**GIVEN DATA**:
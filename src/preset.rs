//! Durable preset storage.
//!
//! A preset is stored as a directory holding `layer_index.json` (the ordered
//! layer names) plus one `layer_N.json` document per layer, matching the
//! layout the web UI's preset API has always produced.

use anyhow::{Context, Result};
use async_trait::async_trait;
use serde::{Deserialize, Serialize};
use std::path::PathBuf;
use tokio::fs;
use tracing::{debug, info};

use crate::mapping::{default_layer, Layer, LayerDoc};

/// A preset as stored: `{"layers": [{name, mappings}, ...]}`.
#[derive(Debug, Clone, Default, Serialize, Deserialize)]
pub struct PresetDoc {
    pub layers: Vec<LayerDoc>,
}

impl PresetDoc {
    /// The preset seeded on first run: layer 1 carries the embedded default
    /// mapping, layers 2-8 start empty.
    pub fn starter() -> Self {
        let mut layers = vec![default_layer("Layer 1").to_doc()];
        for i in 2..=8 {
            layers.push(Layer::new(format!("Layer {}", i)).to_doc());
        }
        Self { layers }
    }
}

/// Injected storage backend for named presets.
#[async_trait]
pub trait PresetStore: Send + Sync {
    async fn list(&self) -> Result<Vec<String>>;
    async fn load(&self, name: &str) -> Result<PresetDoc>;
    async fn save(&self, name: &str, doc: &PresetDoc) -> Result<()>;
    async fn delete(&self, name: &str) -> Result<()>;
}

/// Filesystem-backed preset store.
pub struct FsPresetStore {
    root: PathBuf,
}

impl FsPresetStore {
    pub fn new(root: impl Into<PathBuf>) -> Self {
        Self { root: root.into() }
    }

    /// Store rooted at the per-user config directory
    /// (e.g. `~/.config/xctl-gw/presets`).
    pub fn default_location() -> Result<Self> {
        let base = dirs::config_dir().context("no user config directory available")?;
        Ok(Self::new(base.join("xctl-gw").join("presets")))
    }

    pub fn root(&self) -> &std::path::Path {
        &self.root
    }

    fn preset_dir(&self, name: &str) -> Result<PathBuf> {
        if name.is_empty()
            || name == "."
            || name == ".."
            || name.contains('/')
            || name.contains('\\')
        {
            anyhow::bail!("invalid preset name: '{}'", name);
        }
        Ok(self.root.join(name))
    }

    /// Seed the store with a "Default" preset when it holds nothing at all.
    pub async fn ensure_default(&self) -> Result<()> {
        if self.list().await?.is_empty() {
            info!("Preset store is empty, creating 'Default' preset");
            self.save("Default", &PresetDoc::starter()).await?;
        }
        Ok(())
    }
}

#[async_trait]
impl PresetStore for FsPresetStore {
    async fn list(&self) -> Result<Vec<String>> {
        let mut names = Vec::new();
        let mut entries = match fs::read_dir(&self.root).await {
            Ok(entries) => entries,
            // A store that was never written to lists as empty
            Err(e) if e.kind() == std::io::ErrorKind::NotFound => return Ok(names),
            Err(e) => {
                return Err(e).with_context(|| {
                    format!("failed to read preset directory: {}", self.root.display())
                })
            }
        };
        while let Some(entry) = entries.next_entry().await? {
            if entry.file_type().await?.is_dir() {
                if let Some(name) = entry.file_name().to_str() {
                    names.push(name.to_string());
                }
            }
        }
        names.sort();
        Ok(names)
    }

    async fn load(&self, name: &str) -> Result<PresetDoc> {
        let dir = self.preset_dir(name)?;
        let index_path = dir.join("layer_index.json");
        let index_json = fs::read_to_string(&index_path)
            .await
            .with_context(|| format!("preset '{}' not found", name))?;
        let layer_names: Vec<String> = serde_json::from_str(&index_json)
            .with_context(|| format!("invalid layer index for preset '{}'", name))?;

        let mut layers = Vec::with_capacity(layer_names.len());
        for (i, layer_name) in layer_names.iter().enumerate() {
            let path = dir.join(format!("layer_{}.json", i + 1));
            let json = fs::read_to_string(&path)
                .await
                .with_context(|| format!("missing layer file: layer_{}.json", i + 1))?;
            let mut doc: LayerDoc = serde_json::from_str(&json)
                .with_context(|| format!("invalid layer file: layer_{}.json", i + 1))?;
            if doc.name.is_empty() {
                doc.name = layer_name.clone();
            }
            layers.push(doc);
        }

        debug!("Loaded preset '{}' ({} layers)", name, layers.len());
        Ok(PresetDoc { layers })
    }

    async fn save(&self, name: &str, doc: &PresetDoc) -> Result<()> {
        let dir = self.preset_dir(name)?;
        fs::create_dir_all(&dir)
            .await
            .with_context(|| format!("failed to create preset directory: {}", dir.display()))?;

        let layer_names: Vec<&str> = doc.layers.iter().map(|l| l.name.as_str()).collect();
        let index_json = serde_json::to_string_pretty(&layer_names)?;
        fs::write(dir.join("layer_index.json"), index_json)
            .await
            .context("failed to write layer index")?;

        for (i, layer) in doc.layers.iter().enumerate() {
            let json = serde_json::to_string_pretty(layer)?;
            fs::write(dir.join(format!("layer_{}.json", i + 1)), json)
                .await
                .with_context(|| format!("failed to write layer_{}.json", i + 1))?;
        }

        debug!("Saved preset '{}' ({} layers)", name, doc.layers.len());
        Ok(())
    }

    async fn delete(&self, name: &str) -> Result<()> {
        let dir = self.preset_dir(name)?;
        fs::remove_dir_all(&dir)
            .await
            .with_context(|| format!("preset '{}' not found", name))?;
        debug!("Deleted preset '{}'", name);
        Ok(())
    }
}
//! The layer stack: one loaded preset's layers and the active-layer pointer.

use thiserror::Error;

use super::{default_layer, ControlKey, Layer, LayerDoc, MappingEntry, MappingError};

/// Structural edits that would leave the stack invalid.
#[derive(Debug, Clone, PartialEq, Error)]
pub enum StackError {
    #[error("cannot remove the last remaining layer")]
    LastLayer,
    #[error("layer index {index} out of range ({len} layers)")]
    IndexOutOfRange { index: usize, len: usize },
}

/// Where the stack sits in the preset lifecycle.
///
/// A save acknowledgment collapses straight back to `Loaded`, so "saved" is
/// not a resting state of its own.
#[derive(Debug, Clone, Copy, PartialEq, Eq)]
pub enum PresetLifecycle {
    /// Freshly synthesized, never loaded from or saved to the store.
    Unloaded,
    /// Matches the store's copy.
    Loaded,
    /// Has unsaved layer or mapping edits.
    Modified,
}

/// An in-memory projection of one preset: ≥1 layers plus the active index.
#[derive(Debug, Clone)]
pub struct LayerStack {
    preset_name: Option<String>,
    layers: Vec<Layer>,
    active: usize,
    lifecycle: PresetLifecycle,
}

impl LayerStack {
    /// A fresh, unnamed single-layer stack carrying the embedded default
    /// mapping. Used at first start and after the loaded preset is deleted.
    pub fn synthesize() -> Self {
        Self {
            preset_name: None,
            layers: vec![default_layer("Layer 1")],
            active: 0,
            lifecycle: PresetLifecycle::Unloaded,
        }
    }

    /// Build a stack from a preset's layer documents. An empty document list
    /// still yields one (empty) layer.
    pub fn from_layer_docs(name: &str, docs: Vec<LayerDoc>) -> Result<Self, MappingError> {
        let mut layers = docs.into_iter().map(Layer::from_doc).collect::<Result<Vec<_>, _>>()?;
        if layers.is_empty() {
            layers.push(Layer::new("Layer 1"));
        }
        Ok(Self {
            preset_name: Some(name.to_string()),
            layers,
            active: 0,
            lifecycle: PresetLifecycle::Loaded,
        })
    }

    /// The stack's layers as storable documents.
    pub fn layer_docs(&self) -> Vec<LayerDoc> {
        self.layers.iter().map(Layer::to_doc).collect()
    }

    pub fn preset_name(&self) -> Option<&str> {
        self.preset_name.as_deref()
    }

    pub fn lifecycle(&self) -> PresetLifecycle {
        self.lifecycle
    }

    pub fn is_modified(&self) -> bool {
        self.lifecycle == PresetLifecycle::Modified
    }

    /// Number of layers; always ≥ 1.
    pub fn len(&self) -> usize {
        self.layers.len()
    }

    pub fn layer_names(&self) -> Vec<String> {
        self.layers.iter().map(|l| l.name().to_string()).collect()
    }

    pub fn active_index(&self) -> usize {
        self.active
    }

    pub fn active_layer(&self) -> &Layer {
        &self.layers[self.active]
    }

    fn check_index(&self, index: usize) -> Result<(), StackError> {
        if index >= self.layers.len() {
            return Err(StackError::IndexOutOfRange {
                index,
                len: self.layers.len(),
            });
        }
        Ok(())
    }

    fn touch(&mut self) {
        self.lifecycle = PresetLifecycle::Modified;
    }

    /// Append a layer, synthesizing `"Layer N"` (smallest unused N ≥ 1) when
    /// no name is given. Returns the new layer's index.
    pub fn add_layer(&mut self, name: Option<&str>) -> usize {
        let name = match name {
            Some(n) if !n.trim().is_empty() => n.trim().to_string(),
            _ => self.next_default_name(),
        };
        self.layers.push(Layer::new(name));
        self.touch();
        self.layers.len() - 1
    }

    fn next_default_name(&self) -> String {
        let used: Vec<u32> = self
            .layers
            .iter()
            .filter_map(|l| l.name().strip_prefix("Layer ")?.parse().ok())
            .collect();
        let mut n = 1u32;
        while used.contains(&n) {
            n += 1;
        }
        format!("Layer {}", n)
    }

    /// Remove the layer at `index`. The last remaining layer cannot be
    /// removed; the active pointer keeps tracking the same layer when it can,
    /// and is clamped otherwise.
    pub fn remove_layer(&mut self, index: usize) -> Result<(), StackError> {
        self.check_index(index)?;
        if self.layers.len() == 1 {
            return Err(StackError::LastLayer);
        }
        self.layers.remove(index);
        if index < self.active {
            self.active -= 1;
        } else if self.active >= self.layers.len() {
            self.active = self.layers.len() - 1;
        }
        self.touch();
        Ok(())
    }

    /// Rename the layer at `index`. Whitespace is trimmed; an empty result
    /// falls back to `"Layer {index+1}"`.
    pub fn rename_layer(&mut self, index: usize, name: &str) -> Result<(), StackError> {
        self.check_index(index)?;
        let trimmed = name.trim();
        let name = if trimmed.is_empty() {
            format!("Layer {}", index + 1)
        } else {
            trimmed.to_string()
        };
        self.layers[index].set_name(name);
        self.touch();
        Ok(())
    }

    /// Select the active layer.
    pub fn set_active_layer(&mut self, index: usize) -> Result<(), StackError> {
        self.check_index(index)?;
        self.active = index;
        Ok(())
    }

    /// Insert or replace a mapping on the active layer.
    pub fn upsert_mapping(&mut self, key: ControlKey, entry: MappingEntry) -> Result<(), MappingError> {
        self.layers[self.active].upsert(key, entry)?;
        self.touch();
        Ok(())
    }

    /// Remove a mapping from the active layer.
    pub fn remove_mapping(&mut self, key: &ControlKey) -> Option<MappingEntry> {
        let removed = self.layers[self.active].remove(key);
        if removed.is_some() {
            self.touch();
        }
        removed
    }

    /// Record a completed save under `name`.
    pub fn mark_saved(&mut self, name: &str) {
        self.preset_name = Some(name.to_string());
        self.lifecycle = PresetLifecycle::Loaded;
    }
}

**ACTIVITY**: Begin with the first line of the listing and copy exactly through the line that contains "nothing at all.", please, keeping both ends and leaving out everything after.

**ANSWER TO THE PROBLEM**:
filename src/preset.rs
//! Durable preset storage.
//!
//! A preset is stored as a directory holding `layer_index.json` (the ordered
//! layer names) plus one `layer_N.json` document per layer, matching the
//! layout the web UI's preset API has always produced.

use anyhow::{Context, Result};
use async_trait::async_trait;
use serde::{Deserialize, Serialize};
use std::path::PathBuf;
use tokio::fs;
use tracing::{debug, info};

use crate::mapping::{default_layer, Layer, LayerDoc};

/// A preset as stored: `{"layers": [{name, mappings}, ...]}`.
#[derive(Debug, Clone, Default, Serialize, Deserialize)]
pub struct PresetDoc {
    pub layers: Vec<LayerDoc>,
}

impl PresetDoc {
    /// The preset seeded on first run: layer 1 carries the embedded default
    /// mapping, layers 2-8 start empty.
    pub fn starter() -> Self {
        let mut layers = vec![default_layer("Layer 1").to_doc()];
        for i in 2..=8 {
            layers.push(Layer::new(format!("Layer {}", i)).to_doc());
        }
        Self { layers }
    }
}

/// Injected storage backend for named presets.
#[async_trait]
pub trait PresetStore: Send + Sync {
    async fn list(&self) -> Result<Vec<String>>;
    async fn load(&self, name: &str) -> Result<PresetDoc>;
    async fn save(&self, name: &str, doc: &PresetDoc) -> Result<()>;
    async fn delete(&self, name: &str) -> Result<()>;
}

/// Filesystem-backed preset store.
pub struct FsPresetStore {
    root: PathBuf,
}

impl FsPresetStore {
    pub fn new(root: impl Into<PathBuf>) -> Self {
        Self { root: root.into() }
    }

    /// Store rooted at the per-user config directory
    /// (e.g. `~/.config/xctl-gw/presets`).
    pub fn default_location() -> Result<Self> {
        let base = dirs::config_dir().context("no user config directory available")?;
        Ok(Self::new(base.join("xctl-gw").join("presets")))
    }

    pub fn root(&self) -> &std::path::Path {
        &self.root
    }

    fn preset_dir(&self, name: &str) -> Result<PathBuf> {
        if name.is_empty()
            || name == "."
            || name == ".."
            || name.contains('/')
            || name.contains('\\')
        {
            anyhow::bail!("invalid preset name: '{}'", name);
        }
        Ok(self.root.join(name))
    }

    /// Seed the store with a "Default" preset when it holds nothing at all.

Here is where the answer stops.